103. The Panel concurs with the FIFA DRC, that at the time of termination of the Employment Contract on 16 January 2013, the Employment Contract would run for another 17 months, in which the Player would be entitled to 5 instalments of EUR 35,000 for the period as from January 2013 until May 2013 as well as to the amount of EUR 500,000 for the whole 2013/2014 season.

104. As such, the remaining value of the Employment Contract as from its early termination until its expiry amounts to EUR 675,000, which amount has to be reduced with EUR 199,000, being the remuneration received by the Player under his new employment contract with Göztepe, for the period between 1 February 2013 and 31 May 2013.

105. The Panel notes that the Player, after the termination on 16 January 2013, found new employment with the Turkish club Göztepe, as from 1 February 2013, which is within 15 days

after the termination of the Employment Contract.

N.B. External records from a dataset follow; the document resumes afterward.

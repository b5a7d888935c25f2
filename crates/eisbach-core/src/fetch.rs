//! Generic request lifecycle for one backend data source.
//!
//! A [`DataSource`] owns the state of one endpoint: its status
//! (`idle → loading → success | error`), the last successfully decoded value,
//! a rotating status message that runs while a request is in flight, and an
//! optional local cache with a time-to-live.
//!
//! Fetching never returns an error. Failures are recorded in the
//! [`FetchState`] and the previously held value is kept.
//!
//! Overlapping fetches on one source resolve as latest-request-wins: every
//! fetch takes a generation number and a response from an older generation
//! is discarded without touching state, cache, or the status ticker.

use std::fmt;
use std::sync::Arc;
use std::sync::atomic::{AtomicBool, AtomicU64, Ordering};
use std::time::Duration;

use serde::Serialize;
use serde::de::DeserializeOwned;
use time::OffsetDateTime;
use tokio::sync::watch;
use tracing::{debug, info, warn};

use crate::cache::{CacheStore, CachedValue, read_cached, write_cached};
use crate::client::{Query, Transport, decode};
use crate::clock::{Clock, SystemClock};
use crate::error::Result;
use crate::messages::LOADING_INTERVAL;
use crate::rotating::{RestPolicy, RotatingMessages};

/// Static description of a data source.
#[derive(Debug, Clone)]
pub struct SourceConfig {
    /// Human-readable name used in logs and error messages.
    pub name: String,
    /// Backend path, e.g. `/conditions/water`.
    pub endpoint: String,
    /// Cache freshness window. `None` disables caching.
    pub ttl: Option<Duration>,
    /// Cache key. `None` disables caching.
    pub cache_key: Option<String>,
    pub messages: Vec<String>,
    pub message_interval: Duration,
    pub rest: RestPolicy,
    /// Execute at most one successful fetch per session.
    pub fetch_once: bool,
}

impl SourceConfig {
    pub fn new(name: impl Into<String>, endpoint: impl Into<String>) -> Self {
        Self {
            name: name.into(),
            endpoint: endpoint.into(),
            ttl: None,
            cache_key: None,
            messages: Vec::new(),
            message_interval: LOADING_INTERVAL,
            rest: RestPolicy::First,
            fetch_once: false,
        }
    }

    /// Persist results under `key` and serve them for `ttl`.
    #[must_use]
    pub fn cached(mut self, key: impl Into<String>, ttl: Duration) -> Self {
        self.cache_key = Some(key.into());
        self.ttl = Some(ttl);
        self
    }

    #[must_use]
    pub fn messages(mut self, messages: Vec<String>, interval: Duration) -> Self {
        self.messages = messages;
        self.message_interval = interval;
        self
    }

    #[must_use]
    pub fn rest(mut self, rest: RestPolicy) -> Self {
        self.rest = rest;
        self
    }

    #[must_use]
    pub fn fetch_once(mut self, once: bool) -> Self {
        self.fetch_once = once;
        self
    }
}

/// Request lifecycle status.
#[derive(Debug, Clone, Copy, PartialEq, Eq, Default, Serialize)]
#[serde(rename_all = "lowercase")]
pub enum FetchStatus {
    #[default]
    Idle,
    Loading,
    Success,
    Error,
}

impl fmt::Display for FetchStatus {
    fn fmt(&self, f: &mut fmt::Formatter<'_>) -> fmt::Result {
        let s = match self {
            FetchStatus::Idle => "idle",
            FetchStatus::Loading => "loading",
            FetchStatus::Success => "success",
            FetchStatus::Error => "error",
        };
        f.write_str(s)
    }
}

/// Observable state of a data source.
#[derive(Debug, Clone, PartialEq)]
pub struct FetchState<T> {
    pub status: FetchStatus,
    /// Set only while `status` is [`FetchStatus::Error`].
    pub error_message: Option<String>,
    /// Last successfully fetched value.
    pub value: Option<T>,
    /// When `value` was fetched.
    pub fetched_at: Option<OffsetDateTime>,
    /// `value` predates the request currently in flight or the last failure.
    pub stale: bool,
}

impl<T> Default for FetchState<T> {
    fn default() -> Self {
        Self {
            status: FetchStatus::Idle,
            error_message: None,
            value: None,
            fetched_at: None,
            stale: false,
        }
    }
}

impl<T> FetchState<T> {
    pub fn is_loading(&self) -> bool {
        self.status == FetchStatus::Loading
    }
}

/// Whether a fresh cached value may satisfy a fetch.
#[derive(Debug, Clone, Copy, PartialEq, Eq, Default)]
pub enum CachePolicy {
    #[default]
    Use,
    Bypass,
}

/// What a call to [`DataSource::fetch`] did.
#[derive(Debug, Clone, Copy, PartialEq, Eq)]
pub enum FetchOutcome {
    /// Fetch-once source already fetched; nothing happened.
    Skipped,
    /// Served from a fresh cache entry without network.
    Cached,
    /// Fetched from the backend.
    Fresh,
    /// The request failed; the error is recorded in the state.
    Failed,
    /// A newer fetch started before this one finished; the response was dropped.
    Superseded,
}

impl FetchOutcome {
    /// Whether the source now holds a current value from this call.
    pub fn is_success(self) -> bool {
        matches!(self, FetchOutcome::Cached | FetchOutcome::Fresh)
    }
}

type Decoder<T> = fn(&str) -> Result<T>;

/// Tracks one in-flight request. Dropping it before [`finish`](Self::finish)
/// means the caller cancelled the fetch.
struct InFlight<'a, T> {
    source: &'a DataSource<T>,
    mine: u64,
    done: bool,
}

impl<T> InFlight<'_, T> {
    fn is_current(&self) -> bool {
        self.source.generation.load(Ordering::SeqCst) == self.mine
    }

    /// Release the ticker once the response is in hand.
    fn finish(mut self) {
        self.done = true;
        if self.is_current() {
            self.source.status.stop();
        }
    }
}

impl<T> Drop for InFlight<'_, T> {
    fn drop(&mut self) {
        if self.done || !self.is_current() {
            return;
        }
        let source = self.source;
        source.status.stop();
        if source.config.fetch_once {
            source.fetched_once.store(false, Ordering::SeqCst);
        }
        debug!(source = %source.config.name, generation = self.mine, "Fetch cancelled");
        let message = format!("Request for {} was cancelled", source.config.name);
        source.state.send_modify(|state| {
            state.status = FetchStatus::Error;
            state.error_message = Some(message);
            state.stale = state.value.is_some();
        });
    }
}

/// Request lifecycle and held value for one endpoint.
pub struct DataSource<T> {
    config: SourceConfig,
    transport: Arc<dyn Transport>,
    cache: Option<Arc<dyn CacheStore>>,
    clock: Arc<dyn Clock>,
    decoder: Decoder<T>,
    status: RotatingMessages,
    state: watch::Sender<FetchState<T>>,
    fetched_once: AtomicBool,
    generation: AtomicU64,
}

impl<T> fmt::Debug for DataSource<T> {
    fn fmt(&self, f: &mut fmt::Formatter<'_>) -> fmt::Result {
        f.debug_struct("DataSource")
            .field("name", &self.config.name)
            .field("endpoint", &self.config.endpoint)
            .field("status", &self.state.borrow().status)
            .field("generation", &self.generation.load(Ordering::Relaxed))
            .finish()
    }
}

impl<T> DataSource<T>
where
    T: Clone + Serialize + DeserializeOwned + Send + Sync + 'static,
{
    /// Create a source decoding response bodies as JSON `T`.
    pub fn new(config: SourceConfig, transport: Arc<dyn Transport>) -> Self {
        let (state, _) = watch::channel(FetchState::default());
        let status = RotatingMessages::new(
            config.messages.clone(),
            config.message_interval,
            config.rest,
        );
        Self {
            config,
            transport,
            cache: None,
            clock: Arc::new(SystemClock),
            decoder: decode::<T>,
            status,
            state,
            fetched_once: AtomicBool::new(false),
            generation: AtomicU64::new(0),
        }
    }

    /// Use `cache` for sources configured with a cache key.
    #[must_use]
    pub fn with_cache(mut self, cache: Arc<dyn CacheStore>) -> Self {
        self.cache = Some(cache);
        self
    }

    #[must_use]
    pub fn with_clock(mut self, clock: Arc<dyn Clock>) -> Self {
        self.clock = clock;
        self
    }

    /// Decode response bodies with `decoder` instead of plain JSON `T`.
    #[must_use]
    pub fn with_decoder(mut self, decoder: Decoder<T>) -> Self {
        self.decoder = decoder;
        self
    }

    pub fn config(&self) -> &SourceConfig {
        &self.config
    }

    pub fn name(&self) -> &str {
        &self.config.name
    }

    /// Snapshot of the current state.
    pub fn state(&self) -> FetchState<T> {
        self.state.borrow().clone()
    }

    /// Last successfully fetched value.
    pub fn value(&self) -> Option<T> {
        self.state.borrow().value.clone()
    }

    /// Subscribe to state changes.
    pub fn subscribe(&self) -> watch::Receiver<FetchState<T>> {
        self.state.subscribe()
    }

    /// The rotating status message of this source.
    pub fn status(&self) -> &RotatingMessages {
        &self.status
    }

    /// Whether a fetch-once source has already fetched.
    pub fn has_fetched_once(&self) -> bool {
        self.fetched_once.load(Ordering::SeqCst)
    }

    /// Allow a fetch-once source to fetch again.
    pub fn reset_once(&self) {
        self.fetched_once.store(false, Ordering::SeqCst);
    }

    /// Record a failure that happened outside [`fetch`](Self::fetch).
    pub fn record_error(&self, message: impl Into<String>) {
        let message = message.into();
        self.state.send_modify(|state| {
            state.status = FetchStatus::Error;
            state.error_message = Some(message);
            state.stale = state.value.is_some();
        });
    }

    /// Fetch the endpoint with `query`.
    pub async fn fetch(&self, query: &Query, policy: CachePolicy) -> FetchOutcome {
        if self.config.fetch_once && self.fetched_once.swap(true, Ordering::SeqCst) {
            debug!(source = %self.config.name, "Already fetched, skipping");
            return FetchOutcome::Skipped;
        }

        if policy == CachePolicy::Use && self.serve_from_cache() {
            return FetchOutcome::Cached;
        }

        let mine = self.generation.fetch_add(1, Ordering::SeqCst) + 1;
        self.state.send_modify(|state| {
            state.status = FetchStatus::Loading;
            state.error_message = None;
            state.stale = state.value.is_some();
        });
        self.status.start();
        let guard = InFlight {
            source: self,
            mine,
            done: false,
        };

        let result = match self.transport.get(&self.config.endpoint, query).await {
            Ok(body) => (self.decoder)(&body),
            Err(e) => Err(e),
        };

        if !guard.is_current() {
            debug!(source = %self.config.name, generation = mine, "Discarding superseded response");
            return FetchOutcome::Superseded;
        }
        guard.finish();

        match result {
            Ok(value) => {
                let now = self.clock.now();
                self.persist(&value);
                self.state.send_modify(|state| {
                    state.status = FetchStatus::Success;
                    state.error_message = None;
                    state.value = Some(value);
                    state.fetched_at = Some(now);
                    state.stale = false;
                });
                info!(source = %self.config.name, "Fetched");
                FetchOutcome::Fresh
            }
            Err(e) => {
                warn!(source = %self.config.name, error = %e, "Fetch failed");
                if self.config.fetch_once {
                    self.fetched_once.store(false, Ordering::SeqCst);
                }
                self.record_error(format!("Failed to fetch {}: {}", self.config.name, e));
                FetchOutcome::Failed
            }
        }
    }

    /// Serve a fresh cache entry. Returns `false` on miss, expiry, or cache error.
    fn serve_from_cache(&self) -> bool {
        let (Some(cache), Some(key), Some(ttl)) =
            (&self.cache, &self.config.cache_key, self.config.ttl)
        else {
            return false;
        };

        let entry = match read_cached::<T>(cache.as_ref(), key) {
            Ok(Some(entry)) => entry,
            Ok(None) => return false,
            Err(e) => {
                warn!(source = %self.config.name, error = %e, "Cache read failed");
                return false;
            }
        };

        let now = self.clock.now_millis();
        if !entry.is_fresh(now, ttl) {
            debug!(source = %self.config.name, age = ?entry.age(now), "Cache entry expired");
            return false;
        }

        let fetched_at =
            OffsetDateTime::from_unix_timestamp_nanos(i128::from(entry.timestamp) * 1_000_000)
                .ok();
        debug!(source = %self.config.name, "Serving cached value");
        // Supersede any request still in flight.
        self.generation.fetch_add(1, Ordering::SeqCst);
        self.status.stop();
        self.state.send_modify(|state| {
            state.status = FetchStatus::Success;
            state.error_message = None;
            state.value = Some(entry.value);
            state.fetched_at = fetched_at;
            state.stale = false;
        });
        true
    }

    fn persist(&self, value: &T) {
        let (Some(cache), Some(key)) = (&self.cache, &self.config.cache_key) else {
            return;
        };
        let entry = CachedValue::new(value, self.clock.now_millis());
        if let Err(e) = write_cached(cache.as_ref(), key, &entry) {
            warn!(source = %self.config.name, error = %e, "Cache write failed");
        }
    }
}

As such, the Panel finds that the Player, at that time, complied with his obligation to mitigate his damages. The question is however whether the Player complied with his duty to mitigate his damages during the 2013/2014 as he allegedly remained unemployed throughout this season.

106. Mainly considering the age of the Player at the time (i.e. 34), the Panel finds that it could not be requested from the Player to find other employment directly after the expiry of the employment contract with Göztepe on 31 May 2013. Also, legally speaking, the Club bore the burden of proving that the Player failed to use all reasonable efforts and/or diligence to find a new club, and/or that the Player received new offers but knowingly refused to mitigate his damages by declining the said offers. The Club failed to discharge this burden.

107. It follows that there is no reason to adjust the compensation determined by the FIFA DRC in the Appealed Decision.

108. As such, the Panel concurs with the considerations of the FIFA DRC to award EUR 476,000 compensation to the Player for the breach of the Employment Contract by the Club.

B. Conclusion

109. Based on the foregoing, and after taking into due consideration all the evidence produced and all arguments made, the Panel finds that:

a. The Player had just cause to terminate his Employment Contract with the Club prematurely; b. The Player is entitled to an amount of EUR 95,000 as outstanding salary; c. The Player is entitled to an amount of EUR 476,000 as compensation.

110. Any further claims or requests for relief are dismissed.

ON THESE GROUNDS

The Court of Arbitration for Sport rules that:

1. The appeal filed on 21 April 2014 by Elaziğspor Kulübü Derneği against the Decision issued on 31 October 2013 by the Dispute Resolution Chamber of the Fédération Internationale de Football Association is dismissed.

2. The Decision issued on 31 October 2013 by the Dispute Resolution Chamber of the Fédération Internationale de Football Association is confirmed.

3. (…).

4. (…).

5. All other motions or prayers for relief are dismissed.